▼▼▼

//! # ncache-ranges: Frame Range Alignment for Simulation Cache Comparison
//!
//! This library holds the frame-range logic behind comparing simulation
//! cache versions (nCloth and hairSystem "ncache" jobs) side by side.
//!
//! ## Overview
//!
//! ncache-ranges allows you to:
//! - Normalize the frame ranges of two or more cache jobs onto a shared
//!   zero-based axis, closing any gap between them
//! - Align the recorded frames of those jobs, padding missing frames with `None`
//! - List the frame numbers covered by the jobs for labelling
//! - Build the linear attribute values used for wedging runs
//! - Record frames as a job progresses and play two jobs back together
//!
//! ## Example Usage
//!
//! ```
//! # use anyhow::Result;
//! # fn main() -> Result<()> {
//! use ncache_ranges::{Interval, Labelled, RangeAligner};
//!
//! let aligner = RangeAligner::default();
//!
//! let v001 = Labelled::new("cloth_v001", vec!["a"; 21], Interval::new(20, 40)?);
//! let v002 = Labelled::new("cloth_v002", vec!["b"; 16], Interval::new(50, 65)?);
//! let mut comparison = aligner.compare(v001, v002)?;
//!
//! assert_eq!(comparison.len(), 36);
//! let first = comparison.current().unwrap();
//! assert_eq!(first.frame, Some(20));
//! assert_eq!((first.left, first.right), (Some(&"a"), None));
//! # Ok(())
//! # }
//! ```
//!
//! ## Architecture
//!
//! - `interval`: validated closed frame intervals
//! - `normalize`: offset and gap closing onto a zero-based axis
//! - `overlap`: alignment of frame sequences
//! - `coverage`: covered frame numbers
//! - `wedging`: wedging value lists
//! - `sequence` and `comparison`: recording buffers and side-by-side playback
//! - `config`: alignment options
//! - `error`: error types for the library
//!
//! ## Thread Safety
//!
//! Every operation is pure. A [`RangeAligner`] can be shared freely between
//! threads; a [`Comparison`] owns its playback cursor.

pub mod comparison;
pub mod config;
pub mod coverage;
pub mod error;
pub mod interval;
pub mod normalize;
pub mod overlap;
pub mod sequence;
pub mod wedging;

use error::Result;

pub use comparison::{Comparison, ComparisonFrame, Labelled};
pub use config::{AlignConfig, AlignConfigBuilder, OutputSpan};
pub use coverage::{covered_coordinates, range_ranges};
pub use error::AlignError;
pub use interval::Interval;
pub use normalize::{normalize_all, normalize_ranges};
pub use overlap::{overlap_arrays_from_ranges, overlap_lists_from_ranges};
pub use sequence::FrameSequence;
pub use wedging::{compute_wedging_values, MIN_WEDGING_ITERATIONS};

/// Main interface to the range alignment operations.
///
/// The free functions of this crate use the default contract. A
/// `RangeAligner` applies an [`AlignConfig`] instead, which can switch to
/// inclusive output lengths, change the wedging threshold, or cap output
/// sizes.
#[derive(Debug, Clone, Default)]
pub struct RangeAligner {
    config: AlignConfig,
}

impl RangeAligner {
    /// Creates a new aligner with the given configuration.
    ///
    /// # Example
    /// ```
    /// # use anyhow::Result;
    /// # fn main() -> Result<()> {
    /// use ncache_ranges::{AlignConfig, OutputSpan, RangeAligner};
    ///
    /// let config = AlignConfig::builder()
    ///     .output_span(OutputSpan::Inclusive)
    ///     .max_output_len(100_000)
    ///     .build();
    ///
    /// let aligner = RangeAligner::new(config)?;
    /// # Ok(())
    /// # }
    /// ```
    ///
    /// # Errors
    /// Returns [`AlignError::InvalidConfig`] for a configuration that fails
    /// [`AlignConfig::validate`].
    pub fn new(config: AlignConfig) -> Result<Self> {
        config.validate()?;
        Ok(RangeAligner { config })
    }

    pub fn config(&self) -> &AlignConfig {
        &self.config
    }

    /// Normalizes two intervals, see [`normalize_ranges`].
    pub fn normalize(&self, range_a: Interval, range_b: Interval) -> Result<(Interval, Interval)> {
        normalize_ranges(range_a, range_b)
    }

    /// Normalizes any number of intervals, see [`normalize_all`].
    pub fn normalize_all(&self, ranges: &[Interval]) -> Result<Vec<Interval>> {
        normalize_all(ranges)
    }

    /// Aligns two sequences with their recording intervals.
    ///
    /// Same as [`overlap_lists_from_ranges`] with the configured output
    /// span and size limit.
    pub fn overlap<T>(
        &self,
        elements_a: Vec<T>,
        elements_b: Vec<T>,
        range_a: Interval,
        range_b: Interval,
    ) -> Result<(Vec<Option<T>>, Vec<Option<T>>)> {
        overlap::overlap_pair(elements_a, elements_b, range_a, range_b, &self.config)
    }

    /// Aligns any number of sequences, see [`overlap_arrays_from_ranges`].
    pub fn overlap_many<T>(
        &self,
        arrays: Vec<Vec<T>>,
        ranges: &[Interval],
    ) -> Result<Vec<Vec<Option<T>>>> {
        overlap::overlap_many(arrays, ranges, &self.config)
    }

    /// Frame numbers covered by two intervals, see [`range_ranges`].
    pub fn coordinates(&self, range_a: Interval, range_b: Interval) -> Result<Vec<i64>> {
        coverage::covered_coordinates_limited(&[range_a, range_b], &self.config)
    }

    /// Frame numbers covered by any of `ranges`, see [`covered_coordinates`].
    pub fn coordinates_of(&self, ranges: &[Interval]) -> Result<Vec<i64>> {
        coverage::covered_coordinates_limited(ranges, &self.config)
    }

    /// Wedging values using the configured iteration threshold.
    pub fn wedging_values(
        &self,
        start_value: f64,
        end_value: f64,
        iteration_count: usize,
    ) -> Result<Vec<f64>> {
        self.config.check_output_len(iteration_count as u64)?;
        wedging::wedging_values(
            start_value,
            end_value,
            iteration_count,
            self.config.min_wedging_iterations,
        )
    }

    /// Aligns two jobs for side-by-side playback.
    ///
    /// Frame labels come from the original, un-normalized ranges.
    pub fn compare<T>(&self, left: Labelled<T>, right: Labelled<T>) -> Result<Comparison<T>> {
        let (aligned_left, aligned_right) =
            self.overlap(left.elements, right.elements, left.range, right.range)?;
        let frames = self.coordinates(left.range, right.range)?;
        log::trace!(
            "comparing {} {} with {} {}: {} positions, {} frame labels",
            left.name,
            left.range,
            right.name,
            right.range,
            aligned_left.len(),
            frames.len()
        );
        Ok(Comparison::new(
            (left.name, right.name),
            frames,
            aligned_left,
            aligned_right,
        ))
    }

    /// Aligns the recorded part of two frame sequences for playback.
    ///
    /// # Errors
    /// Returns [`AlignError::EmptySequence`] if either sequence has no frame
    /// recorded yet.
    pub fn compare_sequences<T>(
        &self,
        left_name: impl Into<String>,
        left: FrameSequence<T>,
        right_name: impl Into<String>,
        right: FrameSequence<T>,
    ) -> Result<Comparison<T>> {
        self.compare(
            Labelled::from_sequence(left_name, left)?,
            Labelled::from_sequence(right_name, right)?,
        )
    }
}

▲▲▲

__Exercise aim__
The answer must consist of every line from the entries that holds the string "side".

__Reply__
//! cache versions (nCloth and hairSystem "ncache" jobs) side by side.
//! - `sequence` and `comparison`: recording buffers and side-by-side playback
    /// Aligns two jobs for side-by-side playback.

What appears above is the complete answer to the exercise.